Parigi e il conservatorio sono la mia vita. Non potrei stare un solo giorno senza il mio pianoforte e i miei allievi.

Esteban mi ha raccontato che segue le tue lezioni con entusiasmo.
Sì, se la cava piuttosto bene. Il primo giorno del corso stavo quasi per svenire quando sul registro ho letto il suo nome, Esteban von Frank. Pensai che fosse uno scherzo. Riconobbi subito il tuo cognome e in lui vidi i tuoi occhi e la tua fierezza, ma non sapevo spiegarmi come potessero appartenere a uno studente di Buenos Aires che aveva vinto una borsa di studio per Parigi.
Avresti dovuto vedere la mia faccia quando Esteban mi raccontò della sua insegnante preferita, Madame Lucile Delacroix. Anche se avevi ripreso il cognome da nubile, dalla delicatezza e dalla grazia con cui ti descrisse, capii subito che si trattava della mia Lucile.
Sei mai tornato in Germania, Bruno? – domandò lei con tono deciso.
No, ho interrotto ogni contatto con i pochi parenti che mi sono rimasti ad Hannover.

Bruno aveva nuovamente perso il morbido accento acquisito in trent'anni passati a parlare lo spagnolo.
Lucile stringeva sempre più forte la tazza ormai vuota. Sul fondo erano rimasti i granelli di zucchero che non si erano sciolti e il bordo bianco indossava una collana di impronte di tenue rossetto rosa.
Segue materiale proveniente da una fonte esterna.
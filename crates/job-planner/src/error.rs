#[derive(Debug, thiserror::Error)]
pub enum JobPlannerError {
    #[error("database error: {0}")]
    Database(#[from] sqlx::Error),

    #[error("queue error: {0}")]
    Queue(#[from] work_queue::QueueError),
}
A Norimberga, invece, ci sei mai stato?
Che cosa stai insinuando Lucile? Ma che ti prende? Pensavo che ti avrebbe fatto piacere incontrarmi.
L'ultima notte che hai passato a Bussy hai parlato con un tuo sottoposto al telefono e io ho ascoltato l'intera conversazione. Tu sapevi tutto, fin dal '41! Sapevi dei primi campi di concentramento, sapevi che con i tuoi ordini mandavi a morire centinaia di innocenti in Polonia e in Germania. Non voglio nemmeno pensare a quanta gente tu abbia tolto la vita. E dicevate di essere in Francia solo per tenere sotto controllo la parte occupata della nostra nazione. Balle! Hai fatto molto più di quello che mi hai lasciato credere!
Lucile, lascia che ti spieghi. Io eseguivo solo gli ordini che ricevevo dall'alto. Non ho mai...
La mano di Lucile, gelida e leggermente tremante, calò sulla bocca di Bruno.
Taci! Non voglio sentire una sola parola. Tua moglie ed Esteban sanno del tuo passato e della fuga in Argentina?

Papà! Madame Delacroix!
Una voce gioiosa che proveniva dalla strada si intromise nella conversazione, giusto in tempo per evitare a Lucile di andarsene. Esteban li raggiunse in un attimo.
Esteban! Sono felice che tu sia qui – mormorò Bruno in una contrazione che voleva essere un sorriso.
Il ragazzo prese posto al tavolino.
Immagino che tu e Madame Delacroix vi siate già raccontati molte cose. E il merito di questo incontro è mio.

Esteban gongolava in un sorriso sornione, compiaciuto per aver fatto da messaggero tra il padre e la donna presso cui era stato ospite durante la guerra. Era tanta in lui la gioia che non si accorse di quanto Bruno e Lucile fossero irrigiditi sulle sedie.
In un gioco di sguardi, in cui ciascuno cercava gli occhi dell'altro senza incrociarli, fu il cameriere a irrompere sulla scena per prendere l'ordinazione di Esteban.

Lucile, spinta dalla rabbia, colse l'occasione: mentre Esteban e Bruno rivolgevano la loro attenzione al cameriere, lei si alzò e, quasi facendosi scudo con l'uomo in piedi al tavolino, si congedò: – È stato un piacere rivederti, Bruno.
Se ne andò senza aspettare una risposta. Non poté nemmeno vedere i volti stupiti di padre e figlio che la osservarono mentre veniva inghiottita dalla folla di passanti di Rue La Fayette.